Outra coisa que eu coloco em discussão aqui, no tema das lacunas a serem supridas, é que quando o cinema brasileiro “retomou” e os filmes voltaram a ser feitos em larga escala, estes filmes estão sendo feitos na sua maioria por pessoas que não necessariamente estão a todo tempo pensando o cinema, vivendo o cinema, respirando o cinema. A pessoa entra no set de filmagem e faz aquilo como tarefa, uma atividade, mas a quantidade de profissionais de cinema que parecem ter “caído de pára-quedas” é grande. E eu não estou aqui defendendo uma determinada “panelinha” de especialistas, porque eu não acho que o cinema precise de pessoas diplomadas ou PhDs no assunto, mas porque eu acho que é crucial que o cinema esteja sendo pensado e discutido internamente. E se você for fazer uma enquete nas equipes de filmagens, você vai ver que 99% delas simplesmente não têm uma relação tão visceral assim com o cinema. E o que isso cria é um cenário cinematográfico que parece pedir para não ser discutido. Se as pessoas não discutem medularmente o que elas estão fazendo, é óbvio que o produto do seu trabalho, quando chegar na tela, não vai pedir pra ser discutido – ele só quer acontecer, existir. E isso ajudou a criar um panorama crítico que respondia positivamente a estes filmes, ou seja, dizia que também não queria discutir os filmes. E é aí que eu volto ao que eu dizia quanto a Contracampo não ter muito para onde crescer: se você diz que não quer discutir, e a revista quer discutir a todo momento... Por isso que mesmo nesse nicho do cinema brasileiro que parece querer discutir, pensar, fazer crítica de cinema, parece que também já se chegou num certo limite: já ouviu o que a gente tinha para falar e a partir daí não há o desejo de evoluir a conversa, passar para a fase seguinte.

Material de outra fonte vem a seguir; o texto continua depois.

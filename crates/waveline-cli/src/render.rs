//! Plain-text rendering of session and catalog data.

use chrono::Utc;
use waveline_core::models::{
    Artist, Category, Paging, PlaybackState, Playlist, PlaylistItem, RecentlyPlayed, SavedAlbum,
    SavedTrack, SearchResults, SimplifiedAlbum, SimplifiedPlaylist, Track, UserProfile,
};
use waveline_core::utils::{format_duration_ms, format_timestamp, truncate_string};
use waveline_core::{SessionSnapshot, SessionState};

/// Widest a title column gets before it is truncated
const TITLE_WIDTH: usize = 40;

pub fn session_status(snapshot: &SessionSnapshot) -> String {
    match snapshot.state {
        SessionState::Authenticated if snapshot.is_authenticated => {
            let who = snapshot
                .user
                .as_ref()
                .map(|u| u.display_label().to_string())
                .unwrap_or_else(|| "unknown user".to_string());
            let minutes = snapshot
                .expires_at
                .map(|at| (at - Utc::now()).num_minutes().max(0))
                .unwrap_or(0);
            format!("Logged in as {} (token expires in {} min)", who, minutes)
        }
        SessionState::Restoring => "Restoring session...".to_string(),
        _ => "Not logged in. Run `waveline login` to connect your account.".to_string(),
    }
}

pub fn profile(user: &UserProfile) -> String {
    let mut lines = vec![user.display_label().to_string()];
    lines.push(format!("  id:      {}", user.id));
    if let Some(ref email) = user.email {
        lines.push(format!("  email:   {}", email));
    }
    if let Some(ref country) = user.country {
        lines.push(format!("  country: {}", country));
    }
    lines.push(format!(
        "  plan:    {}",
        if user.is_premium() { "Premium" } else { "Free" }
    ));
    if let Some(url) = user.avatar_url() {
        lines.push(format!("  avatar:  {}", url));
    }
    lines.join("\n")
}

pub fn track_line(track: &Track) -> String {
    format!(
        "{:<width$}  {:<30}  {:>7}",
        truncate_string(&track.name, TITLE_WIDTH),
        truncate_string(&track.artist_names(), 30),
        track.duration_display(),
        width = TITLE_WIDTH
    )
}

fn album_line(album: &SimplifiedAlbum) -> String {
    format!(
        "{:<width$}  {:<30}  {}",
        truncate_string(&album.name, TITLE_WIDTH),
        truncate_string(&album.artist_names(), 30),
        album.release_year().unwrap_or(""),
        width = TITLE_WIDTH
    )
}

fn playlist_line(playlist: &SimplifiedPlaylist) -> String {
    let owner = playlist
        .owner_name()
        .map(|o| format!("by {}", o))
        .unwrap_or_default();
    format!(
        "{:<width$}  {:>4} tracks  {}  [{}]",
        truncate_string(&playlist.name, TITLE_WIDTH),
        playlist.track_count(),
        owner,
        playlist.id,
        width = TITLE_WIDTH
    )
}

fn artist_line(artist: &Artist) -> String {
    format!(
        "{:<width$}  {} followers  [{}]",
        truncate_string(&artist.name, TITLE_WIDTH),
        artist.follower_count(),
        artist.id,
        width = TITLE_WIDTH
    )
}

fn section<T>(out: &mut Vec<String>, title: &str, items: &[T], line: impl Fn(&T) -> String) {
    if items.is_empty() {
        return;
    }
    out.push(format!("== {} ==", title));
    out.extend(items.iter().map(line));
    out.push(String::new());
}

pub fn home(
    featured: &[SimplifiedPlaylist],
    releases: &[SimplifiedAlbum],
    categories: &[Category],
    recent: &RecentlyPlayed,
) -> String {
    let mut out = Vec::new();
    let recent_tracks: Vec<_> = recent.items.iter().collect();
    section(&mut out, "Recently played", &recent_tracks, |h| {
        format!("{}  {}", track_line(&h.track), format_timestamp(&h.played_at))
    });
    section(&mut out, "Featured playlists", featured, playlist_line);
    section(&mut out, "New releases", releases, album_line);
    let names: Vec<_> = categories.iter().map(|c| c.name.clone()).collect();
    if !names.is_empty() {
        out.push("== Browse ==".to_string());
        out.push(names.join(" · "));
    }
    finish(out, "Nothing to show yet.")
}

pub fn search(results: &SearchResults) -> String {
    let mut out = Vec::new();
    section(&mut out, "Tracks", results.tracks(), track_line);
    section(&mut out, "Artists", results.artists(), artist_line);
    section(&mut out, "Albums", results.albums(), album_line);
    let playlists: Vec<_> = results.playlists().collect();
    section(&mut out, "Playlists", &playlists, |p| playlist_line(p));
    finish(out, "No results.")
}

pub fn library(
    playlists: &Paging<SimplifiedPlaylist>,
    tracks: &Paging<SavedTrack>,
    albums: &Paging<SavedAlbum>,
) -> String {
    let mut out = Vec::new();
    section(&mut out, &format!("Playlists ({})", playlists.total), &playlists.items, playlist_line);
    section(&mut out, &format!("Liked songs ({})", tracks.total), &tracks.items, |s| {
        track_line(&s.track)
    });
    section(&mut out, &format!("Albums ({})", albums.total), &albums.items, |s| {
        album_line(&s.album)
    });
    finish(out, "Your library is empty.")
}

pub fn playlist(playlist: &Playlist, items: &Paging<PlaylistItem>) -> String {
    let mut out = vec![playlist.name.clone()];
    if let Some(desc) = playlist.description.as_deref().filter(|d| !d.is_empty()) {
        out.push(desc.to_string());
    }
    out.push(String::new());
    for (i, item) in items.items.iter().enumerate() {
        match item.track {
            Some(ref track) => out.push(format!("{:>3}. {}", i + 1, track_line(track))),
            None => out.push(format!("{:>3}. (unavailable)", i + 1)),
        }
    }
    if items.has_more() {
        out.push(format!("... {} tracks total", items.total));
    }
    out.join("\n")
}

pub fn artist(
    artist: &Artist,
    top_tracks: &[Track],
    albums: &Paging<SimplifiedAlbum>,
    related: &[Artist],
) -> String {
    let mut out = vec![artist.name.clone()];
    if !artist.genres.is_empty() {
        out.push(artist.genres.join(", "));
    }
    out.push(format!("{} followers", artist.follower_count()));
    out.push(String::new());
    section(&mut out, "Popular", top_tracks, track_line);
    section(&mut out, "Discography", &albums.items, album_line);
    section(&mut out, "Fans also like", related, artist_line);
    out.join("\n").trim_end().to_string()
}

pub fn now_playing(state: Option<&PlaybackState>) -> String {
    let Some(state) = state else {
        return "Nothing is playing.".to_string();
    };
    let Some(ref track) = state.item else {
        return "Playing something we cannot display.".to_string();
    };
    let progress = format_duration_ms(state.progress_ms.unwrap_or(0));
    let marker = if state.is_playing { "▶" } else { "⏸" };
    let mut line = format!(
        "{} {} - {}  {} / {}",
        marker,
        track.name,
        track.artist_names(),
        progress,
        track.duration_display()
    );
    if let Some(ref device) = state.device {
        line.push_str(&format!("  on {}", device.name));
        if let Some(volume) = device.volume_percent {
            line.push_str(&format!(" ({}%)", volume));
        }
    }
    line
}

fn finish(out: Vec<String>, empty: &str) -> String {
    if out.is_empty() {
        empty.to_string()
    } else {
        out.join("\n").trim_end().to_string()
    }
}
//! Session editing commands: new, rename and delete.

use crate::context::{CliResult, Context};
use tracing::info;
use uuid::Uuid;

/// Runs the new command.
pub fn create(ctx: &Context, name: &str) -> CliResult<()> {
    let store = ctx.open_store()?;
    let info = store.create_session(name)?;
    info!(session = %info.id, "Created session");
    println!("{}", info.id);
    Ok(())
}

/// Runs the rename command.
pub fn rename(ctx: &Context, id: Uuid, name: &str) -> CliResult<()> {
    let store = ctx.open_store()?;
    let info = store.rename_session(id, name)?;
    println!("{}  {}", info.id, info.name);
    Ok(())
}

/// Runs the delete command. The remote copy goes on the next sync.
pub fn delete(ctx: &Context, id: Uuid) -> CliResult<()> {
    let store = ctx.open_store()?;
    store.delete_session(id)?;
    println!("Deleted {id}");
    Ok(())
}
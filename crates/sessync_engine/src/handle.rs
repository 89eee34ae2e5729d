//! Hooks into sessions the application currently has open.

use parking_lot::RwLock;
use std::collections::HashMap;
use std::fmt;
use std::sync::Arc;
use uuid::Uuid;

/// A live editing context showing one session.
///
/// Both calls are notifications: implementations must return promptly and
/// must not wait on session executor tasks for the same session.
pub trait SessionHandle: Send + Sync {
    /// The session changed on disk; reload it.
    fn reload(&self);

    /// The session was deleted; switch to a fresh default session.
    fn open_default_session(&self);
}

/// Snapshot of open sessions passed to the executor.
pub type OpenSessions = HashMap<Uuid, Arc<dyn SessionHandle>>;

/// Registry of sessions open in the application.
#[derive(Default)]
pub struct OpenSessionRegistry {
    handles: RwLock<OpenSessions>,
}

impl OpenSessionRegistry {
    /// Creates an empty registry.
    pub fn new() -> Self {
        Self::default()
    }

    /// Registers the handle showing `session_id`, replacing any previous one.
    pub fn register(&self, session_id: Uuid, handle: Arc<dyn SessionHandle>) {
        self.handles.write().insert(session_id, handle);
    }

    /// Removes the handle for `session_id`.
    pub fn unregister(&self, session_id: Uuid) -> Option<Arc<dyn SessionHandle>> {
        self.handles.write().remove(&session_id)
    }

    /// Copies the current handles.
    pub fn snapshot(&self) -> OpenSessions {
        self.handles.read().clone()
    }

    /// Number of registered sessions.
    pub fn len(&self) -> usize {
        self.handles.read().len()
    }

    /// Returns true if no session is registered.
    pub fn is_empty(&self) -> bool {
        self.handles.read().is_empty()
    }
}

impl fmt::Debug for OpenSessionRegistry {
    fn fmt(&self, f: &mut fmt::Formatter<'_>) -> fmt::Result {
        f.debug_struct("OpenSessionRegistry")
            .field("sessions", &self.handles.read().keys().collect::<Vec<_>>())
            .finish()
    }
}

#[cfg(test)]
mod tests {
    use super::*;
    use std::sync::atomic::{AtomicUsize, Ordering};

    #[derive(Default)]
    struct Counting {
        reloads: AtomicUsize,
    }

    impl SessionHandle for Counting {
        fn reload(&self) {
            self.reloads.fetch_add(1, Ordering::SeqCst);
        }

        fn open_default_session(&self) {}
    }

    #[test]
    fn snapshot_is_detached() {
        let registry = OpenSessionRegistry::new();
        let id = Uuid::new_v4();
        let handle = Arc::new(Counting::default());
        registry.register(id, handle.clone());

        let snapshot = registry.snapshot();
        registry.unregister(id);

        assert!(registry.is_empty());
        snapshot[&id].reload();
        assert_eq!(handle.reloads.load(Ordering::SeqCst), 1);
    }
}
//! Marker files keyed by session id.
//!
//! ```text
//! <sessions>/
//! ├─ <id>.zip                 # live session archive
//! ├─ <id>.tombstone           # deleted locally, deletion not yet on remote
//! ├─ tmp/                     # staging for remote downloads
//! └─ unreadable/<id>.zip      # remote content that could not be read
//! ```
//!
//! Files whose stem is not a UUID are ignored.

use crate::archive::write_atomic;
use crate::error::StoreResult;
use std::collections::HashSet;
use std::fs;
use std::io;
use std::path::{Path, PathBuf};
use tracing::trace;
use uuid::Uuid;

/// A directory of `<id><suffix>` marker files.
#[derive(Debug, Clone)]
pub struct MarkerSet {
    dir: PathBuf,
    suffix: &'static str,
}

impl MarkerSet {
    /// Creates a marker set for files ending in `suffix` inside `dir`.
    pub fn new(dir: impl Into<PathBuf>, suffix: &'static str) -> Self {
        Self {
            dir: dir.into(),
            suffix,
        }
    }

    /// Directory holding the markers.
    pub fn dir(&self) -> &Path {
        &self.dir
    }

    /// Path of the marker for `id`.
    pub fn path(&self, id: Uuid) -> PathBuf {
        self.dir.join(format!("{id}{}", self.suffix))
    }

    /// Returns true if a marker exists for `id`.
    pub fn contains(&self, id: Uuid) -> bool {
        self.path(id).is_file()
    }

    /// Scans the directory. A missing directory yields an empty set.
    pub fn ids(&self) -> StoreResult<HashSet<Uuid>> {
        let entries = match fs::read_dir(&self.dir) {
            Ok(entries) => entries,
            Err(e) if e.kind() == io::ErrorKind::NotFound => return Ok(HashSet::new()),
            Err(e) => return Err(e.into()),
        };

        let mut ids = HashSet::new();
        for entry in entries {
            let entry = entry?;
            if !entry.file_type()?.is_file() {
                continue;
            }
            let name = entry.file_name();
            let Some(name) = name.to_str() else {
                continue;
            };
            match name
                .strip_suffix(self.suffix)
                .and_then(|stem| Uuid::parse_str(stem).ok())
            {
                Some(id) => {
                    ids.insert(id);
                }
                None => trace!(file = name, "ignoring file without a session id"),
            }
        }
        Ok(ids)
    }

    /// Writes a marker holding `content`.
    pub fn mark(&self, id: Uuid, content: &[u8]) -> StoreResult<PathBuf> {
        let path = self.path(id);
        write_atomic(&path, content)?;
        Ok(path)
    }

    /// Turns the file at `from` into the marker for `id`.
    pub fn mark_by_move(&self, id: Uuid, from: &Path) -> StoreResult<PathBuf> {
        fs::create_dir_all(&self.dir)?;
        let path = self.path(id);
        fs::rename(from, &path)?;
        Ok(path)
    }

    /// Moves a file whose name is not a session id into the directory,
    /// keeping its name. Such files are not reported by [`ids`](Self::ids).
    pub fn adopt(&self, from: &Path) -> StoreResult<PathBuf> {
        let name = from.file_name().ok_or_else(|| {
            io::Error::new(io::ErrorKind::InvalidInput, "marker source has no file name")
        })?;
        fs::create_dir_all(&self.dir)?;
        let path = self.dir.join(name);
        fs::rename(from, &path)?;
        Ok(path)
    }

    /// Removes the marker for `id`. Returns false if there was none.
    pub fn remove(&self, id: Uuid) -> StoreResult<bool> {
        match fs::remove_file(self.path(id)) {
            Ok(()) => Ok(true),
            Err(e) if e.kind() == io::ErrorKind::NotFound => Ok(false),
            Err(e) => Err(e.into()),
        }
    }
}

#[cfg(test)]
mod tests {
    use super::*;
    use tempfile::tempdir;

    #[test]
    fn scan_ignores_foreign_files() {
        let dir = tempdir().unwrap();
        let markers = MarkerSet::new(dir.path(), ".tombstone");
        let id = Uuid::new_v4();

        markers.mark(id, b"").unwrap();
        fs::write(dir.path().join("notes.tombstone"), b"").unwrap();
        fs::write(dir.path().join(format!("{id}.zip")), b"").unwrap();
        fs::create_dir(dir.path().join(format!("{}.tombstone", Uuid::new_v4()))).unwrap();

        assert_eq!(markers.ids().unwrap(), HashSet::from([id]));
    }

    #[test]
    fn missing_directory_is_empty() {
        let dir = tempdir().unwrap();
        let markers = MarkerSet::new(dir.path().join("unreadable"), ".zip");
        assert!(markers.ids().unwrap().is_empty());
        assert!(!markers.remove(Uuid::new_v4()).unwrap());
    }

    #[test]
    fn move_and_remove() {
        let dir = tempdir().unwrap();
        let markers = MarkerSet::new(dir.path().join("unreadable"), ".zip");
        let id = Uuid::new_v4();
        let source = dir.path().join("source.zip");
        fs::write(&source, b"data").unwrap();

        let path = markers.mark_by_move(id, &source).unwrap();
        assert!(!source.exists());
        assert_eq!(fs::read(path).unwrap(), b"data");
        assert!(markers.contains(id));

        assert!(markers.remove(id).unwrap());
        assert!(!markers.contains(id));
    }

    #[test]
    fn adopted_files_keep_their_name() {
        let dir = tempdir().unwrap();
        let markers = MarkerSet::new(dir.path().join("unreadable"), ".zip");
        let source = dir.path().join("notes.zip");
        fs::write(&source, b"junk").unwrap();

        let path = markers.adopt(&source).unwrap();

        assert_eq!(path, dir.path().join("unreadable").join("notes.zip"));
        assert_eq!(fs::read(&path).unwrap(), b"junk");
        assert!(!source.exists());
        assert!(markers.ids().unwrap().is_empty());
    }
}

Ruy – E é engraçado porque a gente sente também este desejo, esta coisa quase órfã de alguns cineastas de não terem o seu filme discutido – como a gente sentiu bem forte no caso do próprio Andrucha. Agora, cada plano de um filme está discutindo o que é o cinema. Não é uma discussão que precise passar pelo bate-papo, pela logorréia, pela discussão ao fazer um plano, mas um plano, um corte ele já é toda uma discussão de cinema. Um corte do McG, dos irmãos Farrelly está discutindo profundamente cinema – de uma maneira que um corte do Thomas Vintenberg não está, claramente. Nesse sentido existe uma grande diferença, uma clivagem, entre certos diretores que estão num processo de querer entender o que é uma imagem – embora seja óbvio que se algum dia eles descobrirem eles vão para de fazer cinema, uma vez que esta é uma pergunta que não tem resposta. A grande graça é correr atrás dessas perguntas, uma vez que as grandes perguntas que a gente deve fazer são as que nunca podem ser respondidas, mas cujas tentativas de resposta são os grandes balbucios de vida que se chama arte.

Agora, quanto à questão da solidão, eu concordo, mas é uma solidão necessária pro gesto criativo, sempre, pra fazer crítica ou arte. Você se sente completamente solitário quando você reconhece uma obra-prima e os próprios diretores parecem gigantes solitários. A Contracampo é do jeito que ela é porque ela tem a necessidade de ser fiel a um desejo dela de cinema. Se o nosso desejo de cinema fosse Joel Schumacher ou Peter Jackson, seria um cinema consensual, unanimista, no sentido de que são filmes feitos para serem tolerados por todos e não pra serem gostados por poucos. Se o seu cinema é Godard, é Sganzerla, é Reichenbach, se você faz uma revista que não tem cara disso, é natural que seu objetivo não vai ser realizado. Teu texto tem cara de quê? Tua pauta tem cara de quê? Tua pauta Tonacci tem cara de Tonacci? Se não tiver, acabou. E é nesse sentido que eu trato a solidão como algo bonito e necessário.